Je mis deux jours à me confesser. Le suivant, la messe fut dite dans la prison et le saint prêtre, ayant consommé, se retourna, me donna la communion et revint à l’autel. Tout aussitôt, je crachai l’hostie que j’avais dans la bouche et la reçus dans la paume de la main droite en criant : — J’en appelle à l’Église ! J’en appelle à l’Église ! — Le tumulte fut extrême. Tous disaient que j’étais hérétique. Le prêtre vint au bruit et défendit que personne m’approchât. Comme il achevait sa messe, le seigneur évêque don fray Domingo de Valderrama, dominicain, entra accompagné du gouverneur. Prêtres et peuple s’assemblèrent, les cierges furent allumés, le dais apporté, et l’on me mena en procession au tabernacle. Là, tous à genoux, un prêtre revêtu de ses ornemens me prit l’hostie de la main et l’introduisit dans le tabernacle. Je ne vis pas où il la mit. Ensuite on me gratta la main, on me la lava à plusieurs reprises et on me l’essuya. Après quoi, l’église évacuée et Leurs Seigneuries sorties, je restai seul. Un saint religieux franciscain qui était dans la prison, et qui en dernier lieu me confessa, m’avait, outre ses bons avis, donné ce bon conseil.
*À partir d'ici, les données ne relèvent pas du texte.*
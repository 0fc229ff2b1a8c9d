//! Priority folding: numeric tiers become synthetic `before` edges.
//!
//! Items carrying only a numeric priority must be ordered purely by that
//! number, higher first, while coexisting with explicitly-constrained
//! items. Folding makes both commensurable: priority tiers are wired into
//! the constraint graph, after which the priority value is dead as an
//! ordering key and only edges matter.

use std::collections::BTreeMap;

use itertools::Itertools;

use crate::registry::Registry;

use super::{ConstraintGraph, Stage};

/// Synthesize `before` edges between adjacent priority tiers.
///
/// Tier membership: items whose caller supplied no `before`/`after`
/// constraint, bucketed by priority (default 0), registration order kept
/// within a bucket. Explicitly-constrained items are left out; their
/// edges alone decide where they land.
///
/// Each item of a tier gets an edge to every item of the next-lower
/// existing tier only; transitivity through the topological engine
/// recovers the full tier-to-tier ordering without an all-pairs blow-up.
pub fn fold<T>(registry: &Registry<T>, graph: &mut ConstraintGraph) {
    if graph.stage() != Stage::Normalized {
        return;
    }
    let mut tiers: BTreeMap<i64, Vec<usize>> = BTreeMap::new();
    for (idx, item) in registry.items().iter().enumerate() {
        if !item.constrained {
            tiers.entry(item.priority).or_default().push(idx);
        }
    }
    for (higher, lower) in tiers.values().rev().tuple_windows() {
        for &src in higher {
            for &dst in lower {
                graph.push_edge(src, dst);
            }
        }
    }
    graph.advance(Stage::Folded);
}

#[cfg(test)]
mod tests {
    use super::*;
    use crate::engine::normalize::normalize;
    use crate::registry::Constraints;

    fn folded<T>(reg: &Registry<T>) -> ConstraintGraph {
        let mut graph = ConstraintGraph::new(reg.len());
        normalize(reg, &mut graph);
        fold(reg, &mut graph);
        graph
    }

    #[test]
    fn adjacent_tiers_only() {
        let mut reg = Registry::new();
        reg.insert((), Constraints::new().with_id("low").with_priority(1));
        reg.insert((), Constraints::new().with_id("mid").with_priority(2));
        reg.insert((), Constraints::new().with_id("high").with_priority(3));
        let graph = folded(&reg);
        // high -> mid -> low, and no direct high -> low edge
        assert_eq!(graph.successors(2), &[1]);
        assert_eq!(graph.successors(1), &[0]);
        assert_eq!(graph.successors(0), &[] as &[usize]);
    }

    #[test]
    fn default_priority_interleaves_numerically() {
        // {A:1, B:default(0), C:3} -> C's tier precedes A's precedes B's
        let mut reg = Registry::new();
        reg.insert((), Constraints::new().with_id("a").with_priority(1));
        reg.insert((), Constraints::new().with_id("b"));
        reg.insert((), Constraints::new().with_id("c").with_priority(3));
        let graph = folded(&reg);
        assert_eq!(graph.successors(2), &[0]);
        assert_eq!(graph.successors(0), &[1]);
    }

    #[test]
    fn tier_fanout_covers_every_member() {
        let mut reg = Registry::new();
        reg.insert((), Constraints::new().with_id("a").with_priority(2));
        reg.insert((), Constraints::new().with_id("b").with_priority(1));
        reg.insert((), Constraints::new().with_id("c").with_priority(1));
        let graph = folded(&reg);
        assert_eq!(graph.successors(0), &[1, 2]);
    }

    #[test]
    fn constrained_items_are_not_tiered() {
        // "a" carries an edge, so its priority must not wire it into tiers.
        let mut reg = Registry::new();
        reg.insert((), Constraints::new().with_id("a").with_priority(9).before("b"));
        reg.insert((), Constraints::new().with_id("b").with_priority(3));
        reg.insert((), Constraints::new().with_id("c").with_priority(1));
        let graph = folded(&reg);
        assert_eq!(graph.successors(0), &[1]); // explicit edge only
        assert_eq!(graph.successors(1), &[2]); // tier 3 -> tier 1
    }

    #[test]
    fn single_tier_adds_no_edges() {
        let mut reg = Registry::new();
        reg.insert((), Constraints::new().with_id("a"));
        reg.insert((), Constraints::new().with_id("b"));
        let graph = folded(&reg);
        assert_eq!(graph.edge_count(), 0);
        assert_eq!(graph.stage(), Stage::Folded);
    }

    #[test]
    fn skipped_when_not_normalized() {
        let mut reg = Registry::new();
        reg.insert((), Constraints::new().with_id("a").with_priority(1));
        reg.insert((), Constraints::new().with_id("b").with_priority(2));
        let mut graph = ConstraintGraph::new(reg.len());
        fold(&reg, &mut graph);
        assert_eq!(graph.stage(), Stage::Unsorted);
        assert_eq!(graph.edge_count(), 0);
    }
}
Durant plus d’un mois, le gouverneur tint l’église cernée. Moi, je m’y tenais bien à couvert. Enfin, il retira les gardes. Un saint prêtre du lieu, par ordre du seigneur évêque, à ce que je supposai, après avoir reconnu les alentours et la route, me donna une mule et de l’argent, et je partis pour le Cuzco.



XVI



La cité du Cuzco ne le cède en rien à Lima en habitans et richesse. Tête d’évêché, sa cathédrale, dédiée à l’Assomption de Notre-Dame, est desservie par cinq prébendiers et huit chanoines. Elle a huit paroisses, quatre monastères de religieux franciscains, dominicains, augustins et de la Merci, quatre collèges, deux couvens de femmes et trois hôpitaux.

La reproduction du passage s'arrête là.